START Input data
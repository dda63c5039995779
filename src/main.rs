use std::{env, io, path::PathBuf, process::ExitCode, sync::Arc};

use clap::Parser;
use kube_client::Api;
use kube_core::DynamicObject;
use kube_runtime::watcher;

use broker_ingress::cluster::{ClusterConfig, ClusterError};
use broker_ingress::controller::exporter::ExporterOptions;
use broker_ingress::controller::level::install_logger;
use broker_ingress::controller::{
    AtomicLevel, LogController, MetricsExporterController, TracePublisherController,
};
use broker_ingress::env::{EnvError, EnvironmentConfig};
use broker_ingress::informer::{InformerCoordinator, ReflectorInformer};
use broker_ingress::ingress::defaulting::DEFAULT_TTL;
use broker_ingress::ingress::{
    BrokerStore, ConnectionArgs, HttpIngress, StatsReporter, TransportClient, TtlDefaulter,
};
use broker_ingress::lifecycle::{Components, LifecycleController, LifecycleError};
use broker_ingress::watcher::{backend, ConfigSnapshot, ConfigSourceWatcher, KubeBackend};

/// Name under which this process reports logs and metrics.
const COMPONENT: &str = "mt_broker_ingress";

/// Multi-tenant broker ingress.
#[derive(Parser)]
#[command(name = "broker-ingress", version, about)]
struct Cli {
    /// The address of the Kubernetes API server. Overrides any value in kubeconfig.
    #[arg(long)]
    master: Option<String>,

    /// Path to a kubeconfig. Only required if out-of-cluster.
    #[arg(long, env = "KUBECONFIG")]
    kubeconfig: Option<PathBuf>,
}

#[derive(Debug, thiserror::Error)]
enum Fatal {
    #[error("cannot install signal handlers: {0}")]
    Signals(#[source] io::Error),
    #[error("failed to process environment: {0}")]
    Env(#[from] EnvError),
    #[error("cannot reach the cluster: {0}")]
    Cluster(#[from] ClusterError),
    #[error("cannot load logging configuration: {0}")]
    Logging(#[source] backend::Error),
    #[error("cannot create event transport: {0}")]
    Transport(#[from] reqwest::Error),
    #[error(transparent)]
    Lifecycle(#[from] LifecycleError),
}

#[tokio::main]
async fn main() -> ExitCode {
    let cli = Cli::parse();

    let level = AtomicLevel::default();
    if let Err(err) = install_logger(level.clone()) {
        eprintln!("cannot install logger: {err}");
        return ExitCode::FAILURE;
    }

    match run(cli, level).await {
        Ok(()) => {
            log::info!("Exiting");
            ExitCode::SUCCESS
        }
        Err(err) => {
            log::error!("{err}");
            log::logger().flush();
            ExitCode::FAILURE
        }
    }
}

/// Name of the copy of a system configuration object propagated by the eventing controller.
fn propagated(name: &str) -> String {
    format!("eventing-{name}")
}

/// Delivered while the object does not exist, so every controller falls back to its defaults.
fn empty_source(name: String) -> ConfigSnapshot {
    ConfigSnapshot {
        name,
        ..ConfigSnapshot::default()
    }
}

async fn run(cli: Cli, level: AtomicLevel) -> Result<(), Fatal> {
    run_with(cli, level, |key| env::var(key).ok()).await
}

/// Brings the ingress up with the environment read through `lookup`.
///
/// Nothing is spawned and the cluster is not contacted until the environment is valid.
async fn run_with(
    cli: Cli,
    level: AtomicLevel,
    lookup: impl Fn(&str) -> Option<String>,
) -> Result<(), Fatal> {
    let env = EnvironmentConfig::from_lookup(lookup)?;

    let lifecycle = LifecycleController::new();
    lifecycle.listen_for_signals().map_err(Fatal::Signals)?;

    let cluster = ClusterConfig {
        master_url: cli.master,
        kubeconfig: cli.kubeconfig,
    };
    let client = cluster.client().await?;
    let backend = KubeBackend::new(client.clone(), &env.system_namespace);

    let logging = Arc::new(LogController::new(level, COMPONENT));
    let logging_source = propagated("config-logging");
    let cancel = lifecycle.cancel_token();
    tokio::select! {
        biased;
        () = cancel.cancelled() => return Ok(()),
        loaded = logging.preload(&backend, &logging_source) => {
            loaded.map_err(Fatal::Logging)?;
        }
    }
    log::info!("Starting the broker ingress in pod {}", env.pod_name);

    let metrics = Arc::new(MetricsExporterController::new(ExporterOptions::new(COMPONENT)));
    let tracing = Arc::new(TracePublisherController::new(format!(
        "cluster-broker-ingress.{}",
        env.system_namespace
    )));

    let mut watcher = ConfigSourceWatcher::new(backend);
    watcher.watch_with_default(empty_source(propagated("config-observability")), {
        let metrics = Arc::clone(&metrics);
        move |snapshot| metrics.apply_update(snapshot)
    });
    watcher.watch_with_default(empty_source(logging_source), {
        let logging = Arc::clone(&logging);
        move |snapshot| logging.apply_update(snapshot)
    });
    watcher.watch_with_default(empty_source(propagated("config-tracing")), {
        let tracing = Arc::clone(&tracing);
        move |snapshot| tracing.apply_update(snapshot)
    });

    let resource = BrokerStore::broker_resource();
    let brokers = ReflectorInformer::with(
        "brokers",
        Api::<DynamicObject>::all_with(client, &resource),
        watcher::Config::default(),
        resource.clone(),
    );
    let broker_store = BrokerStore::new(brokers.store(), resource);
    let mut informers = InformerCoordinator::new();
    informers.register(brokers);

    let ingress = HttpIngress::new(
        env.port,
        broker_store,
        TransportClient::new(ConnectionArgs::default())?,
        TtlDefaulter::new(DEFAULT_TTL),
        StatsReporter::new(env.container_name.clone(), &env.pod_name, Arc::clone(&metrics)),
        Arc::clone(&tracing),
    );

    lifecycle
        .run(Components {
            watcher,
            informers,
            ingress,
            metrics,
            tracing,
        })
        .await?;
    Ok(())
}

#[cfg(test)]
mod tests {
    use super::*;

    #[tokio::test]
    async fn environment_is_validated_before_the_cluster_is_contacted() {
        let cli = Cli {
            master: None,
            kubeconfig: Some(PathBuf::from("/nonexistent/kubeconfig")),
        };

        let err = run_with(cli, AtomicLevel::default(), |_| None)
            .await
            .unwrap_err();
        assert!(matches!(err, Fatal::Env(EnvError::Missing("POD_NAME"))), "{err}");
    }

    #[tokio::test]
    async fn unreadable_kubeconfig_is_fatal_once_environment_is_valid() {
        let cli = Cli {
            master: None,
            kubeconfig: Some(PathBuf::from("/nonexistent/kubeconfig")),
        };
        let lookup = |key: &str| match key {
            "POD_NAME" => Some("ingress-0".to_owned()),
            "CONTAINER_NAME" => Some("ingress".to_owned()),
            _ => None,
        };

        let err = run_with(cli, AtomicLevel::default(), lookup)
            .await
            .unwrap_err();
        assert!(matches!(err, Fatal::Cluster(_)), "{err}");
    }

    #[test]
    fn flags_are_optional() {
        let cli = Cli::try_parse_from(["broker-ingress", "--master", "https://10.0.0.1"]).unwrap();
        assert_eq!(cli.master.as_deref(), Some("https://10.0.0.1"));
    }
}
END Input data
_Problem statement_
Whenever the string "move" turns up in a line of the data, copy that line.

_Your response_
        move |snapshot| metrics.apply_update(snapshot)
        move |snapshot| logging.apply_update(snapshot)
        move |snapshot| tracing.apply_update(snapshot)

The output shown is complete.